Stored data entries:
*** Begin section ***

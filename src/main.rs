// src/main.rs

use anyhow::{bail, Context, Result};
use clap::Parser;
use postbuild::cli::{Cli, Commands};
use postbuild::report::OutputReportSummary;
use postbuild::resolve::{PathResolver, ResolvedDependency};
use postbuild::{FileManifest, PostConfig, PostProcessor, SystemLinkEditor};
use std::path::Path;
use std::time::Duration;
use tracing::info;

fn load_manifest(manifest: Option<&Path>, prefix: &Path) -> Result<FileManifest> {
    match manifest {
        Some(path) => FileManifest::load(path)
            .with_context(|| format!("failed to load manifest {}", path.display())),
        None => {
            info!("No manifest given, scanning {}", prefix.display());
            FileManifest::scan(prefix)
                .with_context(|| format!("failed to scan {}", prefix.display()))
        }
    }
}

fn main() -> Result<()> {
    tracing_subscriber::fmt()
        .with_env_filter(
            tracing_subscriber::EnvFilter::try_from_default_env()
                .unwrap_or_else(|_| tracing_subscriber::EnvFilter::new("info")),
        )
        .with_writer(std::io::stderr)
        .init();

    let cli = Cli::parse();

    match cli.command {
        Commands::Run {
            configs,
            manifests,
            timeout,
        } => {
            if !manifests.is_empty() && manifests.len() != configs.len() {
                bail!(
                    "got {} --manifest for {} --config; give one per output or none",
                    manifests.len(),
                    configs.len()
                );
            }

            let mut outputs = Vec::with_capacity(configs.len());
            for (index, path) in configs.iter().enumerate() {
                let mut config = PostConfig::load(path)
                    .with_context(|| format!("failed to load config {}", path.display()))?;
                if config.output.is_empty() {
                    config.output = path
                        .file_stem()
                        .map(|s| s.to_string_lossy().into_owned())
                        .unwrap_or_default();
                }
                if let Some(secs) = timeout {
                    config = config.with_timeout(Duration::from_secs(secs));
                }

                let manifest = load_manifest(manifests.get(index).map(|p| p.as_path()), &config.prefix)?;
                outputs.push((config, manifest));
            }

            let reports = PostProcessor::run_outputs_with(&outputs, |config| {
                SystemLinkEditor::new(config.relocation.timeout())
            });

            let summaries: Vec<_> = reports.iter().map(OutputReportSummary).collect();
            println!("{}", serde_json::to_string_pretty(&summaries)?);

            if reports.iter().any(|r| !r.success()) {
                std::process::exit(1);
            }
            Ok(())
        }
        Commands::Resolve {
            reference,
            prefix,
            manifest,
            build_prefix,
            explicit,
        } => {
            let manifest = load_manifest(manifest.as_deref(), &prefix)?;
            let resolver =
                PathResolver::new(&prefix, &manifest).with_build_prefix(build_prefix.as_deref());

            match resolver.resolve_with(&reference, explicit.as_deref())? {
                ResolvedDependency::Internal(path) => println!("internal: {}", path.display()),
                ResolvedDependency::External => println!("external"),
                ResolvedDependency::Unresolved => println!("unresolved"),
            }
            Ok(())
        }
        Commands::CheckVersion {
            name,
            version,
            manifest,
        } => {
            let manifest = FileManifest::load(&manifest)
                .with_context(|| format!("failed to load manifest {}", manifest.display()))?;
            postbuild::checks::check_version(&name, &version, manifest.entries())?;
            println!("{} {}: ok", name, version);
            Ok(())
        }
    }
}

*** End section ***
*** Begin section ***

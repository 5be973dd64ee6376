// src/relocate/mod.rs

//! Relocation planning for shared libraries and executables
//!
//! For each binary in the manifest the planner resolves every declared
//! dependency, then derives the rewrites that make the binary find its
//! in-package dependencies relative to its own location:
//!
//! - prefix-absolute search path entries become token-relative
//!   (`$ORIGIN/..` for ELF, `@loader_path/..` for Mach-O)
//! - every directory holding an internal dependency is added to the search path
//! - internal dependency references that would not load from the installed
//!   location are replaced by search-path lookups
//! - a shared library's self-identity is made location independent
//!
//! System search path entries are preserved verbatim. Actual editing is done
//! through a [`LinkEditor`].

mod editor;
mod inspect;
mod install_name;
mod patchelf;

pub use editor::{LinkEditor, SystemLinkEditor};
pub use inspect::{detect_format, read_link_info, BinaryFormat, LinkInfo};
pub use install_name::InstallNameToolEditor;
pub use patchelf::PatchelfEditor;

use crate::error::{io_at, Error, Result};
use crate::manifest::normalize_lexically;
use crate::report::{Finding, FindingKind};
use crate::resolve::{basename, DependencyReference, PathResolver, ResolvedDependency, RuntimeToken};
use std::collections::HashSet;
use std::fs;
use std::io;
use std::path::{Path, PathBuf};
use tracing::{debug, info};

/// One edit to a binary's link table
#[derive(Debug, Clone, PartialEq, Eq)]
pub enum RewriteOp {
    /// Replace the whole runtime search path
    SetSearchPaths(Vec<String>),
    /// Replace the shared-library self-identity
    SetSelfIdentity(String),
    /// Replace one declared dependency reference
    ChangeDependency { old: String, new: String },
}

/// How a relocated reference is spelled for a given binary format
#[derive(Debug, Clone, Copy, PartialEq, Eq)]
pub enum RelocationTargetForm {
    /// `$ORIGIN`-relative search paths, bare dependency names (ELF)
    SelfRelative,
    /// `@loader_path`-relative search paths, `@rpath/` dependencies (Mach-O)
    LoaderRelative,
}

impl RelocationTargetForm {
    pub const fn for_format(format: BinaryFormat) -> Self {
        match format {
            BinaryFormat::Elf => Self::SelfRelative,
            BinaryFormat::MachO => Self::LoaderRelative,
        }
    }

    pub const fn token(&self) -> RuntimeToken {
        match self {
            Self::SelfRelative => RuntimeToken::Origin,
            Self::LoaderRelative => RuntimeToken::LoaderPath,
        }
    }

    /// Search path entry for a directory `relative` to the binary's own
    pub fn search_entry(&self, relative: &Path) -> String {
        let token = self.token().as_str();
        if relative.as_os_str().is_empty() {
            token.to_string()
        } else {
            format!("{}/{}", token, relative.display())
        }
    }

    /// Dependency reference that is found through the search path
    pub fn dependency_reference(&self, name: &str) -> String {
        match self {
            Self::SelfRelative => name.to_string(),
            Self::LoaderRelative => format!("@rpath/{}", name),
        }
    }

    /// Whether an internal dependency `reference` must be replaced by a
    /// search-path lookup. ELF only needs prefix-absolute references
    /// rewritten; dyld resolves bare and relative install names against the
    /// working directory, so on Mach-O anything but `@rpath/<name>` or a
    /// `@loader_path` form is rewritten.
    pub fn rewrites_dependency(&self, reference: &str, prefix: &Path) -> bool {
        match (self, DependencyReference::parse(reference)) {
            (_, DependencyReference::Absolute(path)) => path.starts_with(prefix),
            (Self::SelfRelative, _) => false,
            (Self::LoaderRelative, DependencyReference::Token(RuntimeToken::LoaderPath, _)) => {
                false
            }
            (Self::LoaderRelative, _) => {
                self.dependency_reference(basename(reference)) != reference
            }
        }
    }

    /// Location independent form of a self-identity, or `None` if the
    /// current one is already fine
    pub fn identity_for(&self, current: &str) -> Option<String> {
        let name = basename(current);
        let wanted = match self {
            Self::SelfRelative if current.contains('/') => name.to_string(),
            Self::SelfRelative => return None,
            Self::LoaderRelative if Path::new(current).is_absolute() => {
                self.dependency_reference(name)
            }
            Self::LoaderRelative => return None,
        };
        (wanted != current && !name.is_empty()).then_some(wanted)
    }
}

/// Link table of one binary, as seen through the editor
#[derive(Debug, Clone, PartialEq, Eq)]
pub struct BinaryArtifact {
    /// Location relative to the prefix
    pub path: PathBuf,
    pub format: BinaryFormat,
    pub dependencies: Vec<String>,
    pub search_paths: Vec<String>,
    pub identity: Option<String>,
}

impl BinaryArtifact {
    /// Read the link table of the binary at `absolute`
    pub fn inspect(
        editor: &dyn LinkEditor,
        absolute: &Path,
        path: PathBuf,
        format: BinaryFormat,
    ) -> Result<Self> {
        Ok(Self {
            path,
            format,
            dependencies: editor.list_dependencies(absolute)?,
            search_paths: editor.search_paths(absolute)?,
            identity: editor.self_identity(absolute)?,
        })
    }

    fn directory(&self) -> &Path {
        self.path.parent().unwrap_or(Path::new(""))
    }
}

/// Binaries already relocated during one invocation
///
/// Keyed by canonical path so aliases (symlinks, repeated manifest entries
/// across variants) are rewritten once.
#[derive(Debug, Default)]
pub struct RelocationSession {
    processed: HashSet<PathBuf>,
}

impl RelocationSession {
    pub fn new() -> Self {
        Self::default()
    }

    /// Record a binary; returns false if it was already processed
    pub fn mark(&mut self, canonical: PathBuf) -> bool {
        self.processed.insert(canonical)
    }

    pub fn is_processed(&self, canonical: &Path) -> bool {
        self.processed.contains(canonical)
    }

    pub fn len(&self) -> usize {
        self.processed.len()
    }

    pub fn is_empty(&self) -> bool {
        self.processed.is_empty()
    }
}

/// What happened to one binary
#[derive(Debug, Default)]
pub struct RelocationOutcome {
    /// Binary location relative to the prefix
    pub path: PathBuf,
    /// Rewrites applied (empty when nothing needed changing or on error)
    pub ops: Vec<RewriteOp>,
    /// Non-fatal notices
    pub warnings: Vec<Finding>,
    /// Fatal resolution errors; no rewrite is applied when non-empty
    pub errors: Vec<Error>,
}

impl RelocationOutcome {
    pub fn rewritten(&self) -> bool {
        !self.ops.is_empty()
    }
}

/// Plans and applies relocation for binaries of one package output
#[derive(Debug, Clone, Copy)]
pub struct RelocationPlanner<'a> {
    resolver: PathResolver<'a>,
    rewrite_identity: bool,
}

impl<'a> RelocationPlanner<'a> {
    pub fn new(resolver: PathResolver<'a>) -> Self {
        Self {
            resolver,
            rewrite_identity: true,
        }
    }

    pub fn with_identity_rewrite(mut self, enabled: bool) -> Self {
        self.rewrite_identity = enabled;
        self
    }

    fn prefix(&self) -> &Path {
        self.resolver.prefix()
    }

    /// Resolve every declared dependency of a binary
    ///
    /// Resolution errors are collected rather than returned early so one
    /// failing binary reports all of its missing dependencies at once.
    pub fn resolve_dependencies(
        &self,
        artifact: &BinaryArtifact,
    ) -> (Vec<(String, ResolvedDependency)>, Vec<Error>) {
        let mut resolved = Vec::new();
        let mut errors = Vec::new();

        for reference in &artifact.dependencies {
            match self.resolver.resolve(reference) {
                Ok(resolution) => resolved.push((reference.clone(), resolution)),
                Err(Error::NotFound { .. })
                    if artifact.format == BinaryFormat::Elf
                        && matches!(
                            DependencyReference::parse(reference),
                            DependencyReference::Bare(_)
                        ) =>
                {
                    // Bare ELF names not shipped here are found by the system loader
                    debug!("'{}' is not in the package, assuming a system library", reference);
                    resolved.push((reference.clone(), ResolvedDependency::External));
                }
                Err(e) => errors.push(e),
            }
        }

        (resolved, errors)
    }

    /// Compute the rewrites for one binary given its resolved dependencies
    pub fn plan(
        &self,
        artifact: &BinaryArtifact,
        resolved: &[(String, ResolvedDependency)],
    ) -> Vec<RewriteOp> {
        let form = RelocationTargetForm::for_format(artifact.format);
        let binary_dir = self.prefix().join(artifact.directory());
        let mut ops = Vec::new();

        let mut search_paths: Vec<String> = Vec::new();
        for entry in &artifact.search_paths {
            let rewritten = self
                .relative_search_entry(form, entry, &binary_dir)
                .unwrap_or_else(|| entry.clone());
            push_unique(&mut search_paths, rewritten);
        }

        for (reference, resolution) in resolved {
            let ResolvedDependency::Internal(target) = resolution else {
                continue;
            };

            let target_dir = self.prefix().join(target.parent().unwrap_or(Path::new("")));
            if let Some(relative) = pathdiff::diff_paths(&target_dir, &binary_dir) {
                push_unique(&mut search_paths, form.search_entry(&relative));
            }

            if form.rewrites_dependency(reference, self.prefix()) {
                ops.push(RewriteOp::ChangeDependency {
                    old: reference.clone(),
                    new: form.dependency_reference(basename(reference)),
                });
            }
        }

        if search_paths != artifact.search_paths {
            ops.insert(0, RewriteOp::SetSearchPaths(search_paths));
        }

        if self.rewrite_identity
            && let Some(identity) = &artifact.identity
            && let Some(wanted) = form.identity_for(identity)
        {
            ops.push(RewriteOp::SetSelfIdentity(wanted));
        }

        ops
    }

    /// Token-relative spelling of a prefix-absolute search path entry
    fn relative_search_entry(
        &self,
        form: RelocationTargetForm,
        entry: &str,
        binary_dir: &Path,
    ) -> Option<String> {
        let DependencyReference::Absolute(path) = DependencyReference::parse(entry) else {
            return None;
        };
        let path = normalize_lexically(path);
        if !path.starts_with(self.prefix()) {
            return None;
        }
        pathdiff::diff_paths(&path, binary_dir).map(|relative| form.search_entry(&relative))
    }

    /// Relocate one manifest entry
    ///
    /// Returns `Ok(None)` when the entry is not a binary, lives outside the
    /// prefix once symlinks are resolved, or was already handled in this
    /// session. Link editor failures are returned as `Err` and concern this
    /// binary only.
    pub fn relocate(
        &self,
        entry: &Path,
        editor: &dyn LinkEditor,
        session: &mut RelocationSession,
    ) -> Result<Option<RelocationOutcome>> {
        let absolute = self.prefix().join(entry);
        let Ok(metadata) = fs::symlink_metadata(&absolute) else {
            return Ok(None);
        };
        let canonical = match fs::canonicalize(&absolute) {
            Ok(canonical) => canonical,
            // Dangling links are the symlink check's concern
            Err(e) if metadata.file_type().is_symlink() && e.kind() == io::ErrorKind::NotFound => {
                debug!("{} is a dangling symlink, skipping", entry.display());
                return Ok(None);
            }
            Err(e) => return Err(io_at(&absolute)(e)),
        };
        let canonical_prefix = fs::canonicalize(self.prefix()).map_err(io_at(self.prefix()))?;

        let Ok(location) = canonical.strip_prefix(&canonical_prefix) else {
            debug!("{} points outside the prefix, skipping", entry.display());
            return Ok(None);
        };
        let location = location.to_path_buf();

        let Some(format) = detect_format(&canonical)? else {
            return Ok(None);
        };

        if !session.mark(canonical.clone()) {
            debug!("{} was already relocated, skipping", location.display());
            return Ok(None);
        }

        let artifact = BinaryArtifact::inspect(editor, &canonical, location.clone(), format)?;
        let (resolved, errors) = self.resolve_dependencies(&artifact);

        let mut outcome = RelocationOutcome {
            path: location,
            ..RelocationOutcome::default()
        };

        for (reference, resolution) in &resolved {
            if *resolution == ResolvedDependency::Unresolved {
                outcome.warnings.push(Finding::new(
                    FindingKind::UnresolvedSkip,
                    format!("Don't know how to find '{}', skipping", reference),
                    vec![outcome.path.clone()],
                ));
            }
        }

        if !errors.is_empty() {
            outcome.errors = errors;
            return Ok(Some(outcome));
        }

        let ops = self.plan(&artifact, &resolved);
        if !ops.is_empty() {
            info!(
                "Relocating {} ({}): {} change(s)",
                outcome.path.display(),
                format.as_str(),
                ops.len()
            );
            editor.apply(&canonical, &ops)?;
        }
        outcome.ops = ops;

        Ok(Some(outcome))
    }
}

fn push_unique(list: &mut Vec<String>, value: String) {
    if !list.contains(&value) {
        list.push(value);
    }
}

*** End section ***

== Exercise instructions ==
In the records above, find each line with the word "outside" and copy it out.

== Exercise result ==
    /// Returns `Ok(None)` when the entry is not a binary, lives outside the
            debug!("{} points outside the prefix, skipping", entry.display());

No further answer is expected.